→ **WHAT YOU ARE ASKED TO DO**
From the records below, transcribe only the lines running from the one with "assert_eq!(cosine_similarity(&[0.0, 0.0], &[0.0, 0.0]), 0.0);" through the one with "let (idx, sim)". Keep both of those end lines.

→ **DATASET ENTRIES**
______

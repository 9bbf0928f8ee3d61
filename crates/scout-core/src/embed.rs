//! Signal embedder and vector similarity helpers.
//!
//! A signal's embedding is its kind's lookup row plus a learned projection of
//! its transformed numeric payload:
//!
//! `e = T[kind] + Σ_f transform_f(x_f) · P[f]`
//!
//! The transforms are fixed in code (`NumericFeature::transform`). Snapshots
//! carry the table they were trained against and are rejected on load if it
//! differs, so a drifted preprocessing step can't silently skew scores.

use std::collections::BTreeMap;

use rand::Rng;
use serde::{Deserialize, Serialize};

use crate::error::{CoreError, Result};
use crate::matrix::{Matrix, dot, norm};
use crate::profile::ProfileToken;
use crate::signal::{FeatureTransform, NumericFeature, RawSignal, SignalKind, SignalRecord};

/// Categorical inputs with a row in the lookup table.
#[derive(Clone, Copy, Debug, PartialEq, Eq, Hash)]
pub enum FeatureToken {
    Start,
    Signal(SignalKind),
    Profile(ProfileToken),
}

impl FeatureToken {
    pub const VOCAB_SIZE: usize = 1 + SignalKind::ALL.len() + ProfileToken::COUNT;

    pub fn index(self) -> usize {
        match self {
            FeatureToken::Start => 0,
            FeatureToken::Signal(kind) => 1 + kind.index(),
            FeatureToken::Profile(token) => 1 + SignalKind::ALL.len() + token.index(),
        }
    }
}

#[derive(Clone, Debug, PartialEq, Serialize, Deserialize)]
pub struct Embedder {
    /// `VOCAB_SIZE × d_model` lookup table.
    pub token_table: Matrix,
    /// `|NumericFeature| × d_model` projection of transformed numeric features.
    pub numeric_proj: Matrix,
    /// Transform table in force when the weights were produced.
    pub transforms: BTreeMap<NumericFeature, FeatureTransform>,
}

impl Embedder {
    pub fn init(d_model: usize, rng: &mut impl Rng) -> Self {
        Self {
            token_table: Matrix::xavier_uniform(FeatureToken::VOCAB_SIZE, d_model, rng),
            numeric_proj: Matrix::xavier_uniform(NumericFeature::ALL.len(), d_model, rng),
            transforms: NumericFeature::transform_table(),
        }
    }

    pub fn weights_mut(&mut self) -> Vec<&mut Matrix> {
        vec![&mut self.token_table, &mut self.numeric_proj]
    }

    pub fn d_model(&self) -> usize {
        self.token_table.cols()
    }

    /// Check table shapes against `d_model` and the transform table against the code.
    pub fn validate(&self, d_model: usize) -> Result<()> {
        let expected = (FeatureToken::VOCAB_SIZE, d_model);
        if self.token_table.shape() != expected {
            return Err(CoreError::shape(
                "embedder token table",
                format!("{expected:?}"),
                format!("{:?}", self.token_table.shape()),
            ));
        }
        let expected = (NumericFeature::ALL.len(), d_model);
        if self.numeric_proj.shape() != expected {
            return Err(CoreError::shape(
                "embedder numeric projection",
                format!("{expected:?}"),
                format!("{:?}", self.numeric_proj.shape()),
            ));
        }
        for feature in NumericFeature::ALL {
            let code = feature.transform();
            match self.transforms.get(&feature) {
                Some(&stored) if stored == code => {}
                other => {
                    return Err(CoreError::TransformMismatch {
                        feature: feature.as_str().to_string(),
                        expected: code.to_string(),
                        found: other.map_or("none".to_string(), |t| t.to_string()),
                    });
                }
            }
        }
        Ok(())
    }

    pub fn embed_token(&self, token: FeatureToken) -> Vec<f64> {
        self.token_table.row(token.index()).to_vec()
    }

    pub fn embed_signal(&self, record: &SignalRecord) -> Vec<f64> {
        let mut e = self.embed_token(FeatureToken::Signal(record.kind));
        self.add_numeric(&mut e, NumericFeature::Strength, record.strength);
        for (&feature, &value) in &record.features {
            if feature != NumericFeature::Strength {
                self.add_numeric(&mut e, feature, value);
            }
        }
        e
    }

    /// Validate and embed a raw ingestion record in one step.
    pub fn embed_raw(&self, raw: &RawSignal) -> Result<Vec<f64>> {
        SignalRecord::from_raw(raw).map(|record| self.embed_signal(&record))
    }

    fn add_numeric(&self, e: &mut [f64], feature: NumericFeature, raw_value: f64) {
        let x = feature.transform().apply(raw_value);
        if x == 0.0 {
            return;
        }
        for (dst, &w) in e.iter_mut().zip(self.numeric_proj.row(feature.index())) {
            *dst += x * w;
        }
    }
}

/// `A·B / (‖A‖·‖B‖)`, clamped into `[-1, 1]`. Zero when either norm is zero.
pub fn cosine_similarity(a: &[f64], b: &[f64]) -> f64 {
    let denom = norm(a) * norm(b);
    if denom == 0.0 || !denom.is_finite() {
        return 0.0;
    }
    (dot(a, b) / denom).clamp(-1.0, 1.0)
}

pub fn euclidean_distance(a: &[f64], b: &[f64]) -> f64 {
    a.iter()
        .zip(b)
        .map(|(x, y)| (x - y) * (x - y))
        .sum::<f64>()
        .sqrt()
}

/// Index and similarity of the candidate most similar to `query`.
/// Ties keep the earlier candidate; `None` for an empty candidate set.
pub fn nearest<'a>(query: &[f64], candidates: impl IntoIterator<Item = &'a [f64]>) -> Option<(usize, f64)> {
    candidates
        .into_iter()
        .enumerate()
        .map(|(i, c)| (i, cosine_similarity(query, c)))
        .fold(None, |best, (i, sim)| match best {
            Some((_, b)) if b >= sim => best,
            _ => Some((i, sim)),
        })
}

#[cfg(test)]
mod tests {
    use super::*;
    use approx::assert_relative_eq;
    use proptest::prelude::*;
    use rand::SeedableRng;
    use rand::rngs::SmallRng;

    fn embedder() -> Embedder {
        Embedder::init(8, &mut SmallRng::seed_from_u64(42))
    }

    #[test]
    fn test_token_indices_are_dense_and_unique() {
        use std::collections::HashSet;
        let mut seen = HashSet::new();
        seen.insert(FeatureToken::Start.index());
        for kind in SignalKind::ALL {
            seen.insert(FeatureToken::Signal(kind).index());
        }
        for i in 0..ProfileToken::COUNT {
            seen.insert(1 + SignalKind::ALL.len() + i);
        }
        assert_eq!(seen.len(), FeatureToken::VOCAB_SIZE);
        assert_eq!(seen.iter().max(), Some(&(FeatureToken::VOCAB_SIZE - 1)));
    }

    #[test]
    fn test_embed_signal_dimension_and_determinism() {
        let emb = embedder();
        let rec = SignalRecord::new(SignalKind::FundingRound, 0, 0.9)
            .unwrap()
            .with_feature(NumericFeature::FundingAmount, 5_000_000.0);
        let a = emb.embed_signal(&rec);
        let b = emb.embed_signal(&rec);
        assert_eq!(a.len(), 8);
        assert_eq!(a, b);
    }

    #[test]
    fn test_numeric_transform_applied() {
        let emb = embedder();
        let base = SignalRecord::new(SignalKind::FundingRound, 0, 0.0).unwrap();
        let funded = base.clone().with_feature(NumericFeature::FundingAmount, 1_000_000.0);
        let diff: Vec<f64> = emb
            .embed_signal(&funded)
            .iter()
            .zip(emb.embed_signal(&base))
            .map(|(a, b)| a - b)
            .collect();
        let x = (1_000_000.0_f64).ln_1p();
        for (d, w) in diff.iter().zip(emb.numeric_proj.row(NumericFeature::FundingAmount.index())) {
            assert_relative_eq!(*d, x * w, epsilon = 1e-9);
        }
    }

    #[test]
    fn test_embed_raw_unknown_kind() {
        let emb = embedder();
        let raw = RawSignal {
            kind: "telepathy".to_string(),
            timestamp: "2026-01-01T00:00:00Z".to_string(),
            strength: 0.5,
            features: BTreeMap::new(),
        };
        assert!(matches!(emb.embed_raw(&raw), Err(CoreError::UnknownFeatureKind(_))));
    }

    #[test]
    fn test_validate_detects_transform_drift() {
        let mut emb = embedder();
        assert!(emb.validate(8).is_ok());
        emb.transforms
            .insert(NumericFeature::FundingAmount, FeatureTransform::Clamp01);
        assert!(matches!(
            emb.validate(8),
            Err(CoreError::TransformMismatch { feature, .. }) if feature == "funding_amount"
        ));
    }

    #[test]
    fn test_validate_detects_wrong_width() {
        assert!(matches!(embedder().validate(16), Err(CoreError::ShapeMismatch { .. })));
    }

    #[test]
    fn test_cosine_zero_norm_is_zero() {
        assert_eq!(cosine_similarity(&[0.0, 0.0], &[1.0, 2.0]), 0.0);
        assert_eq!(cosine_similarity(&[0.0, 0.0], &[0.0, 0.0]), 0.0);
    }

    #[test]
    fn test_cosine_orthogonal_and_opposite() {
        assert_eq!(cosine_similarity(&[1.0, 0.0], &[0.0, 3.0]), 0.0);
        assert_relative_eq!(cosine_similarity(&[1.0, 2.0], &[-2.0, -4.0]), -1.0, epsilon = 1e-12);
    }

    #[test]
    fn test_euclidean_345() {
        assert_relative_eq!(euclidean_distance(&[0.0, 0.0, 0.0], &[3.0, 4.0, 0.0]), 5.0);
    }

    #[test]
    fn test_nearest() {
        let cands = [vec![1.0, 0.0], vec![0.7, 0.7], vec![0.0, 1.0]];
        let (idx, sim) = nearest(&[0.1, 1.0], cands.iter().map(Vec::as_slice)).unwrap();
        assert_eq!(idx, 2);
        assert!(sim > 0.99);
        assert!(nearest(&[1.0], std::iter::empty()).is_none());
    }

    proptest! {
        #[test]
        fn prop_cosine_in_range(
            a in prop::collection::vec(-1e3f64..1e3, 1..16),
            b in prop::collection::vec(-1e3f64..1e3, 1..16),
        ) {
            let s = cosine_similarity(&a, &b);
            prop_assert!((-1.0..=1.0).contains(&s));
        }

        #[test]
        fn prop_cosine_self_is_one(a in prop::collection::vec(-1e3f64..1e3, 1..16)) {
            prop_assume!(norm(&a) > 1e-6);
            prop_assert!((cosine_similarity(&a, &a) - 1.0).abs() < 1e-6);
        }
    }
}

______

→ **SOLUTION BELOW**
        assert_eq!(cosine_similarity(&[0.0, 0.0], &[0.0, 0.0]), 0.0);
    }

    #[test]
    fn test_cosine_orthogonal_and_opposite() {
        assert_eq!(cosine_similarity(&[1.0, 0.0], &[0.0, 3.0]), 0.0);
        assert_relative_eq!(cosine_similarity(&[1.0, 2.0], &[-2.0, -4.0]), -1.0, epsilon = 1e-12);
    }

    #[test]
    fn test_euclidean_345() {
        assert_relative_eq!(euclidean_distance(&[0.0, 0.0, 0.0], &[3.0, 4.0, 0.0]), 5.0);
    }

    #[test]
    fn test_nearest() {
        let cands = [vec![1.0, 0.0], vec![0.7, 0.7], vec![0.0, 1.0]];
        let (idx, sim) = nearest(&[0.1, 1.0], cands.iter().map(Vec::as_slice)).unwrap();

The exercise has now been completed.